Tricyanoaminopropene

Clinical data
- Trade names: Triap

Legal status
- Legal status: Investigational;

Identifiers
- IUPAC name 1,1,3-tricyano-2-amino-1-propene;
- CAS Number: 868-54-2;
- PubChem CID: 13356;
- ChemSpider: 12787;
- UNII: OC6G895YHN;
- CompTox Dashboard (EPA): DTXSID80235813 ;
- ECHA InfoCard: 100.011.616

Chemical and physical data
- Formula: C_{6}H_{4}N_{4}
- Molar mass: 132.126 g·mol^{−1}
- 3D model (JSmol): Interactive image;
- SMILES C(C#N)C(=C(C#N)C#N)N;
- InChI InChI=1S/C6H4N4/c7-2-1-6(10)5(3-8)4-9/h1,10H2; Key:BNHGNFYPZNDLAF-UHFFFAOYSA-N;

= Tricyanoaminopropene =

Chemical compound

Tricyanoaminopropene (TRIAP, TCAP, malononitrile dimer, 1,1,3-tricyano-2-amino-1-propene) is a nootropic drug which mimics the function of nerve growth factor and increases the growth of nerves and tissue regeneration both in isolated tissues and in vivo. It stimulates the action of the enzyme choline acetyltransferase, resulting in increased acetylcholine production. This then results in increased synthesis of RNA in many different tissues in the body. The drug causes a temporary hypothyroidism syndrome which resolves once discontinued.

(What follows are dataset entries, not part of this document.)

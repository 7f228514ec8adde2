//! Simulated time.

#![allow(missing_docs)]

use std::fmt;
use std::time::Duration;

use serde::Serialize;

/// Point on the bench timeline, in milliseconds since the bench was created.
#[derive(Debug, Clone, Copy, PartialEq, Eq, PartialOrd, Ord, Hash, Default, Serialize)]
#[serde(transparent)]
pub struct SimTime(u64);

impl SimTime {
    pub const ZERO: Self = Self(0);

    #[must_use]
    pub const fn from_millis(millis: u64) -> Self {
        Self(millis)
    }

    #[must_use]
    pub const fn as_millis(self) -> u64 {
        self.0
    }

    /// Time `delta` after `self`, saturating at the end of the timeline.
    #[must_use]
    pub fn after(self, delta: Duration) -> Self {
        Self(self.0.saturating_add(millis_of(delta)))
    }

    /// Elapsed time since `earlier` (zero if `earlier` is later).
    #[must_use]
    pub fn since(self, earlier: Self) -> Duration {
        Duration::from_millis(self.0.saturating_sub(earlier.0))
    }
}

impl fmt::Display for SimTime {
    fn fmt(&self, f: &mut fmt::Formatter<'_>) -> fmt::Result {
        write!(f, "{}ms", self.0)
    }
}

/// Whole milliseconds of `delta`, saturating.
#[must_use]
pub fn millis_of(delta: Duration) -> u64 {
    u64::try_from(delta.as_millis()).unwrap_or(u64::MAX)
}

#[cfg(test)]
mod tests {
    use super::*;

    #[test]
    fn after_and_since_are_inverse() {
        let start = SimTime::from_millis(1_500);
        let later = start.after(Duration::from_millis(250));
        assert_eq!(later.as_millis(), 1_750);
        assert_eq!(later.since(start), Duration::from_millis(250));
        assert_eq!(start.since(later), Duration::ZERO);
    }

    #[test]
    fn after_saturates() {
        let end = SimTime::from_millis(u64::MAX - 1);
        assert_eq!(end.after(Duration::from_secs(10)).as_millis(), u64::MAX);
    }
}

Tricyanoaminopropene reduces the amnesia produced by electroconvulsive shock, and animal tests suggested nootropic activity, but no beneficial effect was found when it was tested in mentally disabled children, and administration to pregnant rats actually reduced learning ability in their young because of anti-thyroid hormone effects.

It is unknown if this drug is actually safe or effective in humans.